- Born: Mario Luis Small Cerro Viento, Panama
- Education: Carleton College (BA) Harvard University (PhD)
- Occupation(s): Professor, Sociologist
- Employer: Columbia University
- Known for: Research in urban poverty, inequality, culture, networks, case study methods, and higher education
- Notable work: Villa Victoria: The Transformation of Social Capital in a Boston Barrio Unanticipated Gains: Origins of Network Inequality in Everyday Life

= Mario Luis Small =

Sociologist

Mario Luis Small is a sociologist and Quetelet Professor of Social Science at Columbia University. Small's research interests include urban poverty, inequality, personal networks, and qualitative and mixed methods. Small was previously a faculty member at Harvard University, University of Chicago, and Princeton University.

== Biography ==
Small was born in Cerro Viento, Panama. He earned a B.A. in 1996 from Carleton College and an M.A. and Ph.D from Harvard University. He is currently the Quetelet Professor of Social Science at Columbia University.

Small has received many awards for his research, writings, and mentoring. He is the only person to win the C. Wright Mills Award for best book twice for Villa Victoria: The Transformation of Social Capital in a Boston Barrio in 2005 and Unanticipated Gains: Origins of Network Inequality in Everyday Life in 2010. He was elected to the National Academy of Sciences in 2022.

== Books ==
Small, Mario L., & McCrory Calarco, Jessica. 2022. Qualitative Literacy: A Guide to Evaluating Ethnographic and Interview Research. Berkeley and Los Angeles: University of California Press.

Small, Mario L. 2017. Someone To Talk To. New York: Oxford University Press.

Small, Mario L. 2009. Unanticipated Gains: Origins of Network Inequality in Everyday Life, New York: Oxford University Press

Small, Mario L. 2004. Villa Victoria: The Transformation of Social Capital in a Boston Barrio, Chicago: University of Chicago Press

== Contributions to sociology ==
Small has published books and numerous articles on urban poverty, personal networks, social inequality, and the relationship between qualitative and quantitative social science methods.
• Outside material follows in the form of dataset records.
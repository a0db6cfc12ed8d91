use foodgram_domain::pagination::{Page, PageRequest};

use crate::domain::repository::{RecipeRepository, SubscriptionRepository, UserRepository};
use crate::domain::types::{AuthorView, User};
use crate::error::FoodgramError;
use crate::usecase::require_caller;

async fn author_view<R: RecipeRepository>(
    recipes: &R,
    author: User,
    recipes_limit: Option<u64>,
) -> Result<AuthorView, FoodgramError> {
    let (recipes, recipes_count) = recipes.by_author(author.id, recipes_limit).await?;
    Ok(AuthorView {
        author,
        is_subscribed: true,
        recipes,
        recipes_count,
    })
}

// ── Subscribe ────────────────────────────────────────────────────────────────

pub struct SubscribeUseCase<U, S, R>
where
    U: UserRepository,
    S: SubscriptionRepository,
    R: RecipeRepository,
{
    pub users: U,
    pub subscriptions: S,
    pub recipes: R,
}

impl<U, S, R> SubscribeUseCase<U, S, R>
where
    U: UserRepository,
    S: SubscriptionRepository,
    R: RecipeRepository,
{
    pub async fn execute(
        &self,
        user_id: i32,
        author_id: i32,
        recipes_limit: Option<u64>,
    ) -> Result<AuthorView, FoodgramError> {
        require_caller(&self.users, user_id).await?;
        let author = self
            .users
            .find_by_id(author_id)
            .await?
            .ok_or(FoodgramError::UserNotFound)?;
        if user_id == author_id {
            return Err(FoodgramError::SelfSubscription);
        }
        if !self.subscriptions.add(user_id, author_id).await? {
            return Err(FoodgramError::AlreadySubscribed(author.username));
        }
        author_view(&self.recipes, author, recipes_limit).await
    }
}

// ── Unsubscribe ──────────────────────────────────────────────────────────────

pub struct UnsubscribeUseCase<U: UserRepository, S: SubscriptionRepository> {
    pub users: U,
    pub subscriptions: S,
}

impl<U: UserRepository, S: SubscriptionRepository> UnsubscribeUseCase<U, S> {
    pub async fn execute(&self, user_id: i32, author_id: i32) -> Result<(), FoodgramError> {
        if self.users.find_by_id(author_id).await?.is_none() {
            return Err(FoodgramError::UserNotFound);
        }
        if !self.subscriptions.remove(user_id, author_id).await? {
            return Err(FoodgramError::NotSubscribed);
        }
        Ok(())
    }
}

// ── ListSubscriptions ────────────────────────────────────────────────────────

pub struct ListSubscriptionsUseCase<S: SubscriptionRepository, R: RecipeRepository> {
    pub subscriptions: S,
    pub recipes: R,
}

impl<S: SubscriptionRepository, R: RecipeRepository> ListSubscriptionsUseCase<S, R> {
    pub async fn execute(
        &self,
        user_id: i32,
        page: PageRequest,
        recipes_limit: Option<u64>,
    ) -> Result<Page<AuthorView>, FoodgramError> {
        let authors = self.subscriptions.list_authors(user_id, page).await?;
        let mut items = Vec::with_capacity(authors.items.len());
        for author in authors.items {
            items.push(author_view(&self.recipes, author, recipes_limit).await?);
        }
        Ok(Page::new(items, authors.count))
    }
}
He has shown that poor neighborhoods in commonly-studied cities such as Chicago are not representative of ghettos everywhere, that how people understand and make sense of their neighborhood shapes how it affects them, and that local organizations in poor neighborhoods often broker connections to both people and organizations. Small has also demonstrated that people’s social capital—including how many people they know and how much they trust others—depends on the organizations in which they are embedded.

His work on methods has shown that many practices used to make qualitative research more scientific are ineffective.

Small has investigated why ghettos differ from city to city and how people decide whom to turn to when seeking support.

In his 2017 book Someone To Talk To Small explores whom Americans confide in. Existing theories and common sense suggest that people confide in their intimates, yet Small finds evidence that Americans often turn to people who are not close to them when discussing difficult topics. For example, many people respond to the US General Social Survey (GSS) question 'what are the people with whom you discussed matters important to you?’ by naming their close friends and family. Yet Small suggests these people are not necessarily the ones with whom respondents actually discuss matters important to them. Rather, people often confide in those with whom they have "weak ties," as the need for understanding or empathy trumps their fear of misplaced trust. For example, people may find themselves confiding in acquaintances and even strangers unexpectedly, without having reflected on the consequences.